Now, how many actual investors get into the situations illustrated in these books? If not may do, why talk about these? Are these to be taken solely as constructs for instruction? Well, there is merit in that, more so when you consider how far science has come with theoretical models that grossly simplify the natural world. 

Yet... it somehow doesn’t jell. The scientist is well aware that he’s approximating within the limits of computing power and perception (the greatest mind would burst if it was to have a handle on every gory detail). Does the stock market guru? More importantly, does his reader? 

Why 40:40:20 is 40:40:20

The 40:40:20 rule says that 40% of the ‘success of direct mailer’ depends on the list, another 40% on the offer and only 20% on the creative (all inclusive, copy, layout, plain Jane or 3-D, bells & whistles). 

So creative is less important than list and offer.

I never understood what this rule really means or how it came about. It probably means that ‘40% of the variation can be explained by the list’ and so on. 

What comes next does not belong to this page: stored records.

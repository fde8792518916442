use async_trait::async_trait;
use chrono::{DateTime, NaiveDateTime, Utc};
use sqlx::{FromRow, SqlitePool};
use uuid::Uuid;

use crate::{
    domain::{CheckpointAnnouncement, CheckpointStatus},
    error::{AppError, Result},
    repository::CheckpointRepository,
};

#[derive(FromRow)]
struct CheckpointRow {
    id: String,
    title: String,
    county: Option<String>,
    location_name: Option<String>,
    address: Option<String>,
    latitude: Option<f64>,
    longitude: Option<f64>,
    status: String,
    event_date: Option<String>,
    start_date: Option<String>,
    end_date: Option<String>,
    announcement_date: Option<String>,
    source_url: Option<String>,
    description: Option<String>,
    created_at: NaiveDateTime,
    updated_at: NaiveDateTime,
}

const SELECT_COLUMNS: &str = r#"
    SELECT id, title, county, location_name, address, latitude, longitude,
           status, event_date, start_date, end_date, announcement_date,
           source_url, description, created_at, updated_at
    FROM checkpoints
"#;

pub struct SqliteCheckpointRepository {
    pool: SqlitePool,
}

impl SqliteCheckpointRepository {
    pub fn new(pool: SqlitePool) -> Self {
        Self { pool }
    }

    fn row_to_announcement(row: CheckpointRow) -> Result<CheckpointAnnouncement> {
        Ok(CheckpointAnnouncement {
            id: Uuid::parse_str(&row.id).map_err(|e| AppError::Database(e.to_string()))?,
            title: row.title,
            county: row.county,
            location_name: row.location_name,
            address: row.address,
            latitude: row.latitude,
            longitude: row.longitude,
            status: Self::parse_status(&row.status)?,
            event_date: row.event_date,
            start_date: row.start_date,
            end_date: row.end_date,
            announcement_date: row.announcement_date,
            source_url: row.source_url,
            description: row.description,
            created_at: DateTime::from_naive_utc_and_offset(row.created_at, Utc),
            updated_at: DateTime::from_naive_utc_and_offset(row.updated_at, Utc),
        })
    }

    fn parse_status(s: &str) -> Result<CheckpointStatus> {
        match s {
            "pending_details" => Ok(CheckpointStatus::PendingDetails),
            "confirmed" => Ok(CheckpointStatus::Confirmed),
            "cancelled" => Ok(CheckpointStatus::Cancelled),
            _ => Err(AppError::Database(format!("Invalid checkpoint status: {}", s))),
        }
    }

    fn status_to_str(status: CheckpointStatus) -> &'static str {
        match status {
            CheckpointStatus::PendingDetails => "pending_details",
            CheckpointStatus::Confirmed => "confirmed",
            CheckpointStatus::Cancelled => "cancelled",
        }
    }
}

#[async_trait]
impl CheckpointRepository for SqliteCheckpointRepository {
    async fn create(&self, announcement: CheckpointAnnouncement) -> Result<CheckpointAnnouncement> {
        let id_str = announcement.id.to_string();
        let status_str = Self::status_to_str(announcement.status);
        let now = Utc::now().naive_utc();

        sqlx::query(
            r#"
            INSERT INTO checkpoints (
                id, title, county, location_name, address, latitude, longitude,
                status, event_date, start_date, end_date, announcement_date,
                source_url, description, created_at, updated_at
            ) VALUES (?, ?, ?, ?, ?, ?, ?, ?, ?, ?, ?, ?, ?, ?, ?, ?)
            "#,
        )
        .bind(&id_str)
        .bind(&announcement.title)
        .bind(&announcement.county)
        .bind(&announcement.location_name)
        .bind(&announcement.address)
        .bind(announcement.latitude)
        .bind(announcement.longitude)
        .bind(status_str)
        .bind(&announcement.event_date)
        .bind(&announcement.start_date)
        .bind(&announcement.end_date)
        .bind(&announcement.announcement_date)
        .bind(&announcement.source_url)
        .bind(&announcement.description)
        .bind(now)
        .bind(now)
        .execute(&self.pool)
        .await
        .map_err(|e| AppError::Database(e.to_string()))?;

        self.find_by_id(announcement.id).await?.ok_or_else(|| {
            AppError::Database("Failed to retrieve created checkpoint".to_string())
        })
    }

    async fn find_by_id(&self, id: Uuid) -> Result<Option<CheckpointAnnouncement>> {
        let id_str = id.to_string();
        let row = sqlx::query_as::<_, CheckpointRow>(&format!("{} WHERE id = ?", SELECT_COLUMNS))
            .bind(id_str)
            .fetch_optional(&self.pool)
            .await
            .map_err(|e| AppError::Database(e.to_string()))?;

        match row {
            Some(r) => Ok(Some(Self::row_to_announcement(r)?)),
            None => Ok(None),
        }
    }

    async fn list(&self) -> Result<Vec<CheckpointAnnouncement>> {
        let rows = sqlx::query_as::<_, CheckpointRow>(&format!(
            "{} ORDER BY created_at DESC",
            SELECT_COLUMNS
        ))
        .fetch_all(&self.pool)
        .await
        .map_err(|e| AppError::Database(e.to_string()))?;

        rows.into_iter().map(Self::row_to_announcement).collect()
    }

    async fn list_by_status(&self, status: CheckpointStatus) -> Result<Vec<CheckpointAnnouncement>> {
        let rows = sqlx::query_as::<_, CheckpointRow>(&format!(
            "{} WHERE status = ? ORDER BY created_at DESC",
            SELECT_COLUMNS
        ))
        .bind(Self::status_to_str(status))
        .fetch_all(&self.pool)
        .await
        .map_err(|e| AppError::Database(e.to_string()))?;

        rows.into_iter().map(Self::row_to_announcement).collect()
    }

    async fn update(&self, id: Uuid, announcement: CheckpointAnnouncement) -> Result<CheckpointAnnouncement> {
        let id_str = id.to_string();
        let status_str = Self::status_to_str(announcement.status);
        let now = Utc::now().naive_utc();

        sqlx::query(
            r#"
            UPDATE checkpoints
            SET title = ?, county = ?, location_name = ?, address = ?,
                latitude = ?, longitude = ?, status = ?, event_date = ?,
                start_date = ?, end_date = ?, announcement_date = ?,
                source_url = ?, description = ?, updated_at = ?
            WHERE id = ?
            "#,
        )
        .bind(&announcement.title)
        .bind(&announcement.county)
        .bind(&announcement.location_name)
        .bind(&announcement.address)
        .bind(announcement.latitude)
        .bind(announcement.longitude)
        .bind(status_str)
        .bind(&announcement.event_date)
        .bind(&announcement.start_date)
        .bind(&announcement.end_date)
        .bind(&announcement.announcement_date)
        .bind(&announcement.source_url)
        .bind(&announcement.description)
        .bind(now)
        .bind(&id_str)
        .execute(&self.pool)
        .await
        .map_err(|e| AppError::Database(e.to_string()))?;

        self.find_by_id(id).await?.ok_or_else(|| {
            AppError::Database("Failed to retrieve updated checkpoint".to_string())
        })
    }

    async fn delete(&self, id: Uuid) -> Result<()> {
        let id_str = id.to_string();
        sqlx::query("DELETE FROM checkpoints WHERE id = ?")
            .bind(&id_str)
            .execute(&self.pool)
            .await
            .map_err(|e| AppError::Database(e.to_string()))?;

        Ok(())
    }
}
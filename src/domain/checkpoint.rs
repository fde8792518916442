use chrono::{DateTime, Utc};
use serde::{Deserialize, Serialize};
use uuid::Uuid;

/// A sobriety-checkpoint announcement scraped or entered from an upstream
/// source (county sheriff release, state patrol advisory, local news).
///
/// The date fields are kept as raw strings on purpose: upstream sources
/// publish anything from a clean `YYYY-MM-DD` to "sometime this weekend".
/// Records are stored as received and interpreted by the freshness policy,
/// which treats unparseable values as absent.
#[derive(Debug, Clone, Serialize, Deserialize, sqlx::FromRow)]
pub struct CheckpointAnnouncement {
    pub id: Uuid,
    pub title: String,
    pub county: Option<String>,
    pub location_name: Option<String>,
    pub address: Option<String>,
    pub latitude: Option<f64>,
    pub longitude: Option<f64>,
    pub status: CheckpointStatus,
    /// Calendar date of the checkpoint, nominally `YYYY-MM-DD`.
    pub event_date: Option<String>,
    /// Precise start time, nominally RFC 3339, when the source gave one.
    pub start_date: Option<String>,
    pub end_date: Option<String>,
    /// When the upstream source first published the announcement.
    pub announcement_date: Option<String>,
    pub source_url: Option<String>,
    pub description: Option<String>,
    pub created_at: DateTime<Utc>,
    pub updated_at: DateTime<Utc>,
}

#[derive(Debug, Clone, Copy, PartialEq, Eq, Serialize, Deserialize, sqlx::Type)]
#[sqlx(type_name = "TEXT")]
#[serde(rename_all = "snake_case")]
pub enum CheckpointStatus {
    /// Announced but the exact date/location is not confirmed yet.
    PendingDetails,
    Confirmed,
    Cancelled,
}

Anyway, let’s take the somewhat vague meaning given in the first paragraph. Can it lead to the conclusion that creative is relatively unimportant? Actually, it can’t. Because the creative is never randomly selected in a test! Each competing piece is produced by a competent team, judged, revised and, within the limits of practicality, perfected. Why on earth should you expect creative to make much difference?  

To draw a parallel, take basketball players. All of them are giants. Naturally, height and muscles cease to make any difference.  

Friday, 19 December, 2008

The simple economics of frightening Uncle Sam and his nephews

 I am listening to a series of lectures on international affairs by a Stanford professor. His analysis offers a simple explanation on why America should find the 'war on terror' very hard to win, and should it emerge victorious, the victory will almost certainly be a Pyrrhic one.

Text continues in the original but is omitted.